Post  Hpfl4relf on Thu 12 Mar 2015, 8:09 pm

Good evening (or morning or afternoon depending on your location:)

I'm new to this forum but noticed posts regarding surgical procedures for migraine. I was curious what members thought about the pros/cons of the available surgeries. I recently attended a webinar about neuro stimulation but have also read about nerve decompression. I was curious if anyone has had either of these procedures (or other surgical procedures) the outcome, and any wisdom you may be able to lend. I have been a Migrainer since my late teens, early twenties. They became much worse and I have not worked in three years, the last two plus years being a barrage of daily migraines. I did have a 3 ½ day break, which was wonderful while it lasted. I have tried so many treatments familiar to everyone who has been in this "Underworld" for any significant time.
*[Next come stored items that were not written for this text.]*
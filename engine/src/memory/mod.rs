//! Memory Gateway
//!
//! Typed client over the external memory store. Memories are partitioned by
//! [`OwnerKind`]: the end-user's memories live under the user identifier, the
//! persona's own memories under the agent identifier. The gateway owns no
//! state; every call goes to the remote store.
//!
//! Three operations:
//! - `retrieve`: the full memory set of one partition (settings/memory panel)
//! - `search`: relevance-filtered memories for a free-text query (turn time)
//! - `write`: add messages as new memories
//!
//! `write` is best-effort from the caller's perspective. Use [`spawn_write`]
//! to issue it as a detached task whose failure is logged and swallowed.

use async_trait::async_trait;
use sdk::types::{ChatMessage, OwnerKind};
use std::sync::Arc;
use tokio::task::JoinHandle;
use tracing::{debug, warn};

use crate::secrets::SecretString;

pub mod mem0;
pub mod panel;

pub use mem0::Mem0Gateway;
pub use panel::MemoryPanel;

/// Result type for memory operations
pub type Result<T> = std::result::Result<T, MemoryError>;

/// Errors that can occur while talking to the memory store
#[derive(Debug, thiserror::Error)]
pub enum MemoryError {
    #[error("Authentication failed: {0}")]
    AuthenticationFailed(String),

    #[error("No {0} identifier configured")]
    MissingIdentity(OwnerKind),

    #[error("Upstream error ({status}): {body}")]
    Upstream { status: u16, body: String },

    #[error("Malformed response: {0}")]
    Malformed(String),

    #[error("Network error: {0}")]
    NetworkError(String),
}

/// One search result: the memory text plus the untouched remote item
#[derive(Debug, Clone, PartialEq)]
pub struct MemoryHit {
    pub text: String,
    pub raw: serde_json::Value,
}

/// Memory texts of both partitions, kept apart
#[derive(Debug, Clone, Default, PartialEq, Eq)]
pub struct PartitionedMemories {
    pub user: Vec<String>,
    pub agent: Vec<String>,
}

impl PartitionedMemories {
    /// Memories of one partition
    pub fn get(&self, owner: OwnerKind) -> &[String] {
        match owner {
            OwnerKind::User => &self.user,
            OwnerKind::Agent => &self.agent,
        }
    }

    /// True when neither partition holds anything
    pub fn is_empty(&self) -> bool {
        self.user.is_empty() && self.agent.is_empty()
    }
}

/// Memory Gateway trait
#[async_trait]
pub trait MemoryGateway: Send + Sync {
    /// Fetch every memory text stored for `id` in the given partition.
    ///
    /// An empty remote result is an empty vector, not an error.
    async fn retrieve(
        &self,
        owner: OwnerKind,
        id: &str,
        credential: &SecretString,
    ) -> Result<Vec<String>>;

    /// Fetch the memories of one partition relevant to `query`.
    async fn search(
        &self,
        query: &str,
        owner: OwnerKind,
        id: &str,
        credential: &SecretString,
    ) -> Result<Vec<MemoryHit>>;

    /// Store `messages` as new memories of one partition.
    async fn write(
        &self,
        messages: &[ChatMessage],
        owner: OwnerKind,
        id: &str,
        credential: &SecretString,
    ) -> Result<()>;
}

/// Issue a memory write as a detached task.
///
/// The write never blocks the caller and never reports an error: failures are
/// logged at warn level and dropped. The returned handle lets an owner wait
/// for outstanding writes (see `TurnOrchestrator::flush_writes`); dropping it
/// does not cancel the write.
pub fn spawn_write(
    gateway: Arc<dyn MemoryGateway>,
    messages: Vec<ChatMessage>,
    owner: OwnerKind,
    id: String,
    credential: SecretString,
) -> JoinHandle<()> {
    tokio::spawn(async move {
        match gateway.write(&messages, owner, &id, &credential).await {
            Ok(()) => debug!("Stored {} message(s) as {} memories", messages.len(), owner),
            Err(e) => warn!("Failed to store {} memories (ignored): {}", owner, e),
        }
    })
}

#[cfg(test)]
mod tests {
    use super::*;

    #[test]
    fn test_partitioned_get() {
        let memories = PartitionedMemories {
            user: vec!["likes tea".to_string()],
            agent: vec![],
        };
        assert_eq!(memories.get(OwnerKind::User), ["likes tea".to_string()]);
        assert!(memories.get(OwnerKind::Agent).is_empty());
        assert!(!memories.is_empty());
        assert!(PartitionedMemories::default().is_empty());
    }
}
I am at a crossroads. After ditching my second "headache specialist" (as a side note, I think a prerequisite for becoming a headache specialist should be that he or she have a significant personal relationship with migraine - just saying!), I'm looking at other options. My FP is wonderful. She has a daughter who suffers from migraines and she had actually had a migraine before. She is definitely a doc "out of the box" and open to trying new things. I told her about the nerve stimulation sx and she suggested I try Marinol while I research and ponder my other options. Any takers on this topic?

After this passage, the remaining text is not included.